Data extract:
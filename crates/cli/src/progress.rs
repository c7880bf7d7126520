//! Console progress line on stderr

use std::io::Write;

use ingestion::{Activity, ProgressReporter, Spinner};

/// Redraws `[<glyph>] <n> bytes read` in place after every poll
#[derive(Debug, Default)]
pub struct ConsoleProgress {
    spinner: Spinner,
}

impl ConsoleProgress {
    pub fn new() -> Self {
        Self::default()
    }
}

impl ProgressReporter for ConsoleProgress {
    fn report(&mut self, activity: Activity, total_bytes: u64) {
        let line = render(self.spinner.next_frame(activity), total_bytes);
        let mut stderr = std::io::stderr().lock();
        // Progress output is best effort
        let _ = stderr.write_all(line.as_bytes());
        let _ = stderr.flush();
    }
}

fn render(glyph: char, total_bytes: u64) -> String {
    format!("\r[{glyph}] {total_bytes} bytes read")
}
//! Ingestion 错误类型

use contracts::ContractError;
use thiserror::Error;

/// Ingestion 错误
#[derive(Debug, Error)]
pub enum IngestionError {
    /// 交接队列已关闭（消费端已退出）
    #[error("hand-off queue closed, chunk {seq} dropped")]
    QueueClosed {
        /// 未能入队的数据块序号
        seq: u64,
    },

    /// 数据源错误（启动阶段）
    #[error(transparent)]
    Source(#[from] ContractError),
}

/// Ingestion Result 类型别名
pub type Result<T> = std::result::Result<T, IngestionError>;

Assignment: Please give the full set of data again exactly.

Result:
filename crates/cli/src/progress.rs
repository c7880bf7d7126520
//! Console progress line on stderr

use std::io::Write;

use ingestion::{Activity, ProgressReporter, Spinner};

/// Redraws `[<glyph>] <n> bytes read` in place after every poll
#[derive(Debug, Default)]
pub struct ConsoleProgress {
    spinner: Spinner,
}

impl ConsoleProgress {
    pub fn new() -> Self {
        Self::default()
    }
}

impl ProgressReporter for ConsoleProgress {
    fn report(&mut self, activity: Activity, total_bytes: u64) {
        let line = render(self.spinner.next_frame(activity), total_bytes);
        let mut stderr = std::io::stderr().lock();
        // Progress output is best effort
        let _ = stderr.write_all(line.as_bytes());
        let _ = stderr.flush();
    }
}

fn render(glyph: char, total_bytes: u64) -> String {
    format!("\r[{glyph}] {total_bytes} bytes read")
}
//! Ingestion 错误类型

use contracts::ContractError;
use thiserror::Error;

/// Ingestion 错误
#[derive(Debug, Error)]
pub enum IngestionError {
    /// 交接队列已关闭（消费端已退出）
    #[error("hand-off queue closed, chunk {seq} dropped")]
    QueueClosed {
        /// 未能入队的数据块序号
        seq: u64,
    },

    /// 数据源错误（启动阶段）
    #[error(transparent)]
    Source(#[from] ContractError),
}

/// Ingestion Result 类型别名
pub type Result<T> = std::result::Result<T, IngestionError>;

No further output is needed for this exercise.